L’impressione che chiunque provi ad avanzare una narrazione differente rispetto a quella, sempre più folle e fanatica, propagandata dal mainstream si esponga al rischio di una rigida e soverchiante censura, con ovvie conseguenze professionali, sociali ed economiche, è piuttosto forte. Forse è per questo che, di fronte a vere e proprie aberrazioni come quelle andate in scena sul palco dell’Ariston (basti pensare al volgare siparietto “fluido” tra Fedez e Rosa Chemical durante l’ultima serata), nel corso di un evento pagato con i soldi dei contribuenti, anche quei pochi che ancora percepiscono l’assurdità di tutto ciò non trovano il coraggio di opporsi?

Ilaria Bifarini

“Questa è la grande arma di difesa della narrazione: la censura, sempre più onnipervasiva e capillare, adoperata contro chiunque osi mettere in dubbio il discorso predominante. È il caso dei social network: dapprima hanno consentito a personaggi fuori dal coro di condividere la propria visione critica, raggiungendo un pubblico impensabile prima di allora, poi gli stessi padroni del discorso (pensiamo a Zuckerberg, che detiene una quota spropositata del settore) hanno avviato delle vere e proprie purghe, per cui è impossibile per chi è finito nel mirino della censura persino digitare determinate parole, come Covid, vaccino o gender, senza incappare nell’implacabile algoritmo. Così, chi non ha voce all’interno del mainstream, come in 1984 può essere vaporizzato da un momento all’altro per sempre. A me è successo con Linkedin, il cui profilo è stato cancellato definitivamente per aver riportato che l’aspirina evitava le ospedalizzazioni per Covid.
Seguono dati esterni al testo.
//! Typed configuration model for structured APBS inputs
//!
//! Records are built empty, filled from a mapping or through checked setters,
//! then validated. Cross-record links are aliases resolved by name during
//! validation of the enclosing [`ApbsInput`].

pub mod apbs_input;
pub mod boundary_element;
pub mod calculate;
pub mod error;
pub mod fields;
pub mod finite_difference;
pub mod finite_element;
pub mod generic;
pub mod nonpolar;
pub mod polar;
pub mod process;
pub mod read;

pub use apbs_input::ApbsInput;
pub use boundary_element::{BoundaryElement, Mesh, TabiParameters};
pub use calculate::{Calculate, CalculationParameters};
pub use error::{ModelError, ModelResult, Violations};
pub use fields::Mapping;
pub use finite_difference::{
    adjust_counts, find_count, FiniteDifference, FiniteDifferenceMethod, Focus, GridCenter,
    GridDimensions, Manual, ParallelFocus,
};
pub use finite_element::FiniteElement;
pub use generic::{Ion, MobileIons, UseMap, WriteMap};
pub use nonpolar::Nonpolar;
pub use polar::{BoundaryCondition, PolarSettings};
pub use process::{Element, Operation, Process};
pub use read::{DielectricMapGroup, Map, Molecule, Parameter, Read};

use crate::logging::codes;
use crate::{log_error, log_success};
use serde_json::Value as JsonValue;

/// Capability shared by every typed record
pub trait InputFile: Sized {
    /// Populate a record from a mapping; absent required keys are errors
    fn from_mapping(mapping: &Mapping) -> ModelResult<Self>;

    /// Mapping with the schema `from_mapping` accepts
    fn to_mapping(&self) -> Mapping;

    /// Check every invariant, reporting all violations together
    fn validate(&self) -> ModelResult<()>;

    fn from_json(text: &str) -> ModelResult<Self> {
        let value: JsonValue = serde_json::from_str(text)?;
        Self::from_mapping(fields::expect_object("<document>", &value)?)
    }

    fn to_json(&self) -> ModelResult<String> {
        Ok(serde_json::to_string_pretty(&JsonValue::Object(
            self.to_mapping(),
        ))?)
    }

    fn from_toml(text: &str) -> ModelResult<Self> {
        let value: JsonValue = toml::from_str(text)?;
        Self::from_mapping(fields::expect_object("<document>", &value)?)
    }

    fn to_toml(&self) -> ModelResult<String> {
        Ok(toml::to_string(&JsonValue::Object(self.to_mapping()))?)
    }
}

/// Validate a record and log the outcome with the model codes
pub fn validate_logged<T: InputFile>(record: &T, name: &str) -> ModelResult<()> {
    match record.validate() {
        Ok(()) => {
            log_success!(
                codes::success::MODEL_VALIDATION_PASSED,
                "Model validation passed",
                "record" => name
            );
            Ok(())
        }
        Err(error) => {
            log_error!(error.error_code(), "Model validation failed",
                "record" => name,
                "message" => error.message()
            );
            Err(error)
        }
    }
}

/// Check that every model error code has registry metadata
pub fn init_model_logging() -> Result<(), String> {
    let model_codes = [
        codes::model::MISSING_KEY,
        codes::model::TYPE_MISMATCH,
        codes::model::OUT_OF_DOMAIN,
        codes::model::VALIDATION_FAILED,
        codes::model::ENCODING_FAILED,
    ];

    for code in &model_codes {
        if codes::get_error_metadata(code.as_str()).is_none() {
            return Err(format!(
                "Model error code {} not found in metadata registry",
                code.as_str()
            ));
        }
    }

    Ok(())
}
Proprio durante il totalitarismo pandemico abbiamo avuto la massima dimostrazione di come sia impossibile per chiunque rivesta un ruolo di visibilità pubblica discostarsi dalla narrazione dominante: nessuno, neanche i più audaci dissidenti, hanno mai dichiarato in televisione di non essersi vaccinati. Si trattava di infrangere un tabù fatale, sarebbero stati probabilmente lapidati in pubblico, o semplicemente non sono stati ammessi nei salotti televisivi neanche per interpretare il fatidico ruolo di capro espiatorio. Emblematico, e triste, il caso della cantante Madame: se vuoi rimanere nel giro devi cospargerti il capo di cenere e incolpare persino i tuoi genitori. Contestare Sanremo per un artista equivale a condannarsi all’ostracizzazione perenne, così come per un giornalista o un opinionista. Tuttavia, la sinistra radical chic e neoprogressista che è andata in scena all’Ariston dovrebbe emanciparsi dalla propria supponenza di superiorità morale e intellettuale e non sottovalutare la disertazione delle urne nei giorni successivi da parte del suo elettorato”.